(Items from a data source)

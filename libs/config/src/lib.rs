//! # Curve Configuration
//!
//! Layered configuration for continuous token curves and the tools built on
//! them.
//!
//! ## Features
//!
//! - **Defaults**: Reserve ratio, initial supply/reserve and simulation sizing
//! - **Layering**: `config/curve.toml`, then `config/environments/<env>.toml`,
//!   then `CURVE_*` environment variables
//! - **Validation**: Parameters are checked before any curve is built
//!
//! ## Usage
//!
//! ```rust,no_run
//! use curve_config::load_config;
//!
//! let config = load_config(None, Some("development"))?;
//! let simulation = config.simulation_config()?;
//! # Ok::<(), anyhow::Error>(())
//! ```

pub mod curve_config;
pub mod defaults;

// Re-export commonly used types
pub use curve_config::{
    load_config, CurveConfig, CurveSettings, GlobalConfig, SimulationSettings,
};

= What is required =
Quote the data above in full, changing nothing.

= Written solution =
filename libs/config/src/lib.rs
//! # Curve Configuration
//!
//! Layered configuration for continuous token curves and the tools built on
//! them.
//!
//! ## Features
//!
//! - **Defaults**: Reserve ratio, initial supply/reserve and simulation sizing
//! - **Layering**: `config/curve.toml`, then `config/environments/<env>.toml`,
//!   then `CURVE_*` environment variables
//! - **Validation**: Parameters are checked before any curve is built
//!
//! ## Usage
//!
//! ```rust,no_run
//! use curve_config::load_config;
//!
//! let config = load_config(None, Some("development"))?;
//! let simulation = config.simulation_config()?;
//! # Ok::<(), anyhow::Error>(())
//! ```

pub mod curve_config;
pub mod defaults;

// Re-export commonly used types
pub use curve_config::{
    load_config, CurveConfig, CurveSettings, GlobalConfig, SimulationSettings,
};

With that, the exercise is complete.